Of the two new seats, “one is made into a white majority Republican seat. And the other one is made into a white-majority Democratic seat. So white people win and people of color don’t get anything,” she added.

Texas has a long history of discriminating against minority voters in redistricting – courts have struck down districts in every redistricting cycle since the Voting Rights Act was enacted in 1965. For years a key provision of the act required Texas to get its maps pre-approved by the federal government before they went into effect. But the US supreme court gutted that provision in 2013. That means this year will be the first time since 1965 that Texas won’t have to get its maps pre-cleared before they go into effect.

That puts Perales and other people challenging the maps at a huge disadvantage. One reason is that the burden now falls on those who challenge the map to demonstrate why districts are discriminatory. Before, the burden was on Texas to show why the maps didn’t discriminate.

“Essentially, we have to prove race discrimination. That’s very hard to prove. The working assumption is always going to be that the state did not discriminate. And it’s our burden to establish that the state did discriminate. And courts are just very, very reluctant to accept the idea that a state actor has discriminated on the basis of race, even unintentionally.”

The new Texas districts should be the poster child that show why pre-clearance is still needed, Perales said. Given clear evidence of recent discrimination in redistricting, Texas should have a burden to show why the new plans don’t discriminate, Perales said.

Yet as they were drawing the districts, Republicans were already building a shield against claims that the maps were drawn with race in mind. “I’ve stated it, and I’ll state it again – we drew these maps race blind,” Joan Huffman, the GOP state senator, who oversaw the redistricting process in her chamber said during a public hearing.

Perales said that kind of claim was “a lie”.

“Do you think she was blind to the fact that the Rio Grande Valley is heavily Hispanic? Or the border region is heavily Hispanic? Do you think the historic wards of Houston, historic Black neighborhoods, that she’s somehow unaware of those things? It’s just not true,” she said.
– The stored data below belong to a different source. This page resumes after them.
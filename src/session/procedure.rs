use crate::{
    config::{PathBuf, PROC_DEPTH},
    error::SessionError,
};

/// Caller saved by a nested file call.
#[derive(Clone, Debug, PartialEq, Eq)]
pub struct ProcedureFrame {
    pub path: PathBuf,
    pub offset: u32,
}

/// Bounded stack of suspended callers. Overflow is reported, never dropped.
#[derive(Clone, Debug, Default)]
pub struct ProcedureStack<const N: usize = PROC_DEPTH> {
    frames: heapless::Vec<ProcedureFrame, N>,
}

impl<const N: usize> ProcedureStack<N> {
    pub const fn new() -> Self {
        Self {
            frames: heapless::Vec::new(),
        }
    }

    pub fn push(&mut self, frame: ProcedureFrame) -> Result<(), SessionError> {
        self.frames
            .push(frame)
            .map_err(|_| SessionError::ProcedureDepthExceeded)
    }

    pub fn pop(&mut self) -> Option<ProcedureFrame> {
        self.frames.pop()
    }

    pub fn clear(&mut self) {
        self.frames.clear();
    }

    pub fn depth(&self) -> usize {
        self.frames.len()
    }

    pub fn is_full(&self) -> bool {
        self.frames.is_full()
    }

    pub const fn capacity(&self) -> usize {
        N
    }
}

#[cfg(test)]
mod tests {
    use super::*;

    fn frame(path: &str, offset: u32) -> ProcedureFrame {
        ProcedureFrame {
            path: PathBuf::try_from(path).unwrap(),
            offset,
        }
    }

    #[test]
    fn overflow_keeps_existing_frames() {
        let mut stack: ProcedureStack<2> = ProcedureStack::new();
        stack.push(frame("/A.G", 10)).unwrap();
        stack.push(frame("/B.G", 20)).unwrap();
        assert_eq!(
            stack.push(frame("/C.G", 30)),
            Err(SessionError::ProcedureDepthExceeded)
        );
        assert_eq!(stack.depth(), 2);
        assert_eq!(stack.pop(), Some(frame("/B.G", 20)));
        assert_eq!(stack.pop(), Some(frame("/A.G", 10)));
        assert_eq!(stack.pop(), None);
    }

    #[test]
    fn default_depth_is_one_level() {
        let mut stack = ProcedureStack::<PROC_DEPTH>::new();
        assert_eq!(stack.capacity(), 1);
        stack.push(frame("/MAIN.G", 5)).unwrap();
        assert!(stack.is_full());
        stack.clear();
        assert_eq!(stack.depth(), 0);
    }
}
use crate::{
    config::{LongName, ShortName, DISABLED_EXT_MARKER, INSTRUCTION_EXT_MARKER},
    driver::{RawDirEntry, DIR_ENTRY_NAME_LEN},
};

/// A live directory record after decoding, borrowed by one traversal step.
#[derive(Clone, Debug, PartialEq, Eq)]
pub struct DirEntry {
    pub short_name: ShortName,
    pub long_name: LongName,
    pub is_dir: bool,
    pub is_hidden: bool,
}

impl DirEntry {
    pub fn from_raw(raw: &RawDirEntry, long_name: &LongName) -> Self {
        Self {
            short_name: create_filename(&raw.name),
            long_name: long_name.clone(),
            is_dir: raw.is_subdir(),
            is_hidden: raw.is_hidden(),
        }
    }

    /// Long name when the card supplied one, otherwise the 8.3 name.
    pub fn longest_name(&self) -> &str {
        if self.long_name.is_empty() {
            self.short_name.as_str()
        } else {
            self.long_name.as_str()
        }
    }
}

/// Padded 11-byte directory name to `NAME.EXT`.
///
/// Padding spaces are dropped and the dot is only emitted when the
/// extension has a first character. Bytes outside printable ASCII are shown
/// as `?`.
pub fn create_filename(raw: &[u8; DIR_ENTRY_NAME_LEN]) -> ShortName {
    let mut out = ShortName::new();
    for (i, &byte) in raw.iter().enumerate() {
        if byte == b' ' {
            continue;
        }
        if i == 8 {
            let _ = out.push('.');
        }
        let ch = if byte.is_ascii_graphic() {
            byte as char
        } else {
            '?'
        };
        let _ = out.push(ch);
    }
    out
}

/// Runnable instruction files carry `G` as the first extension byte and
/// anything but `~` as the second.
pub fn is_instruction_file(raw: &[u8; DIR_ENTRY_NAME_LEN]) -> bool {
    raw[8] == INSTRUCTION_EXT_MARKER && raw[9] != DISABLED_EXT_MARKER
}

pub fn eq_ignore_case(a: &str, b: &str) -> bool {
    a.eq_ignore_ascii_case(b)
}
impl CardDriver for MemoryCard {
    type Dir = MemoryDir;
    type File = MemoryFile;
    type Error = MemoryCardError;

    fn init_card(&mut self, _speed: SpiSpeed, chip_select: u8) -> Result<(), Self::Error> {
        if self.fail_stage == Some(InitStage::Card) || self.dead_chip_select == Some(chip_select) {
            return Err(MemoryCardError::NoCard);
        }
        Ok(())
    }

    fn init_volume(&mut self) -> Result<(), Self::Error> {
        if self.fail_stage == Some(InitStage::Volume) {
            return Err(MemoryCardError::VolumeInvalid);
        }
        Ok(())
    }

    fn open_root(&mut self) -> Result<Self::Dir, Self::Error> {
        if self.fail_stage == Some(InitStage::Root) {
            return Err(MemoryCardError::RootUnavailable);
        }
        Ok(MemoryDir {
            node: ROOT_NODE,
            cursor: 0,
        })
    }

    fn open_dir(&mut self, parent: &Self::Dir, name: &str) -> Result<Self::Dir, Self::Error> {
        self.trace.push(CardTrace::OpenDir(String::from(name)));
        let idx = self
            .find_slot(parent.node, name)
            .ok_or(MemoryCardError::NotFound)?;
        let node = self.slot_node(parent.node, idx)?;
        match self.nodes[node] {
            Node::Dir { .. } => Ok(MemoryDir { node, cursor: 0 }),
            Node::File { .. } => Err(MemoryCardError::NotDirectory),
        }
    }

    fn rewind(&mut self, dir: &mut Self::Dir) {
        dir.cursor = 0;
    }

    fn read_dir(
        &mut self,
        dir: &mut Self::Dir,
        long_name: &mut LongName,
    ) -> Result<Option<RawDirEntry>, Self::Error> {
        long_name.clear();
        let slots = self.slots(dir.node)?;
        let record = match slots.get(dir.cursor) {
            Some(slot) => {
                if let Some(long) = &slot.long_name {
                    for ch in long.chars() {
                        if long_name.push(ch).is_err() {
                            break;
                        }
                    }
                }
                Some(slot.raw)
            }
            // The zero-filled tail of the last cluster reads as one free marker.
            None if dir.cursor == slots.len() => {
                Some(RawDirEntry::new([0; DIR_ENTRY_NAME_LEN], 0))
            }
            None => None,
        };
        if record.is_some() {
            dir.cursor += 1;
            self.dir_reads += 1;
        }
        Ok(record)
    }

    fn open_file(
        &mut self,
        parent: &Self::Dir,
        name: &str,
        mode: OpenMode,
    ) -> Result<Self::File, Self::Error> {
        self.trace.push(CardTrace::OpenFile(String::from(name)));
        let node = match (self.find_slot(parent.node, name), mode) {
            (Some(idx), _) => self.slot_node(parent.node, idx)?,
            (None, OpenMode::Read) => return Err(MemoryCardError::NotFound),
            (None, OpenMode::Write) => self.insert_entry(
                parent.node,
                name,
                None,
                DIR_ATT_ARCHIVE,
                Node::File { data: Vec::new() },
            )?,
        };
        match &mut self.nodes[node] {
            Node::Dir { .. } => return Err(MemoryCardError::IsDirectory),
            Node::File { data } => {
                if mode == OpenMode::Write {
                    data.clear();
                }
            }
        }
        self.open_files += 1;
        Ok(MemoryFile {
            node,
            position: 0,
            mode,
        })
    }

    fn read(&mut self, file: &mut Self::File, buf: &mut [u8]) -> Result<usize, Self::Error> {
        let data = self.file_node_mut(file)?;
        let start = (file.position as usize).min(data.len());
        let count = buf.len().min(data.len() - start);
        buf[..count].copy_from_slice(&data[start..start + count]);
        file.position += count as u32;
        Ok(count)
    }

    fn write(&mut self, file: &mut Self::File, bytes: &[u8]) -> Result<usize, Self::Error> {
        if file.mode != OpenMode::Write || self.fail_writes {
            return Err(MemoryCardError::WriteFault);
        }
        let data = self.file_node_mut(file)?;
        data.extend_from_slice(bytes);
        file.position = data.len() as u32;
        Ok(bytes.len())
    }

    fn seek(&mut self, file: &mut Self::File, position: u32) -> Result<(), Self::Error> {
        file.position = position.min(self.file_len(file));
        Ok(())
    }

    fn position(&self, file: &Self::File) -> u32 {
        file.position
    }

    fn size(&self, file: &Self::File) -> u32 {
        self.file_len(file)
    }

    fn sync(&mut self, _file: &mut Self::File) -> Result<(), Self::Error> {
        Ok(())
    }

    fn close(&mut self, _file: Self::File) {
        self.open_files = self.open_files.saturating_sub(1);
    }

    fn remove(&mut self, parent: &Self::Dir, name: &str) -> Result<(), Self::Error> {
        self.trace.push(CardTrace::Remove(String::from(name)));
        let idx = self
            .find_slot(parent.node, name)
            .ok_or(MemoryCardError::NotFound)?;
        let node = self.slot_node(parent.node, idx)?;
        if matches!(self.nodes[node], Node::Dir { .. }) {
            return Err(MemoryCardError::IsDirectory);
        }
        self.slots_mut(parent.node)?[idx].raw.name[0] = DIR_NAME_DELETED;
        Ok(())
    }
}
When she testified at one of the legislature’s redistricting hearings, Perales urged lawmakers not to repeat the mistakes of the past. Afterwards she realized she had said something nearly identical during the redistricting cycle 10 years ago.

“I feel almost cursed,” she said. “I go to these hearings. I tell them about the cases that they’ve lost. I tell them not to repeat the mistakes. I tell them the plans are likely illegal. And they go ahead and do it anyway.”

Reader questions

Thank you to everyone who wrote in last week with questions. You can continue to write to me each week at sam.levine@theguardian.com or DM me on Twitter at @srl and I’ll try and answer as many as I can.

Andy in Washington writes: Are there mechanisms that can be put into place to help reduce lawsuits (such as those impacting election law) that have no sound basis before they drag through the courts? Asking this because we all watched as the Trump team put the legal system to task claiming election fraud, and lost over 50 of these cases. It was clear to most rational people what was going on, yet our legal system allowed this continuance of abuse of power to great detriment.

Yes, there are mechanisms in place that are supposed to hold bad-faith actors accountable in the legal system.

In August, a federal judge in Detroit sanctioned Sidney Powell and L Lin Wood, two attorneys involved in several of Trump’s post-election suits, for making bad-faith arguments. Powell and Wood were ordered to take legal education classes and pay attorneys fees to the city of Detroit and the state of Michigan. Rudy Giuliani also had his law license suspended in New York and Washington DC for spreading election lies.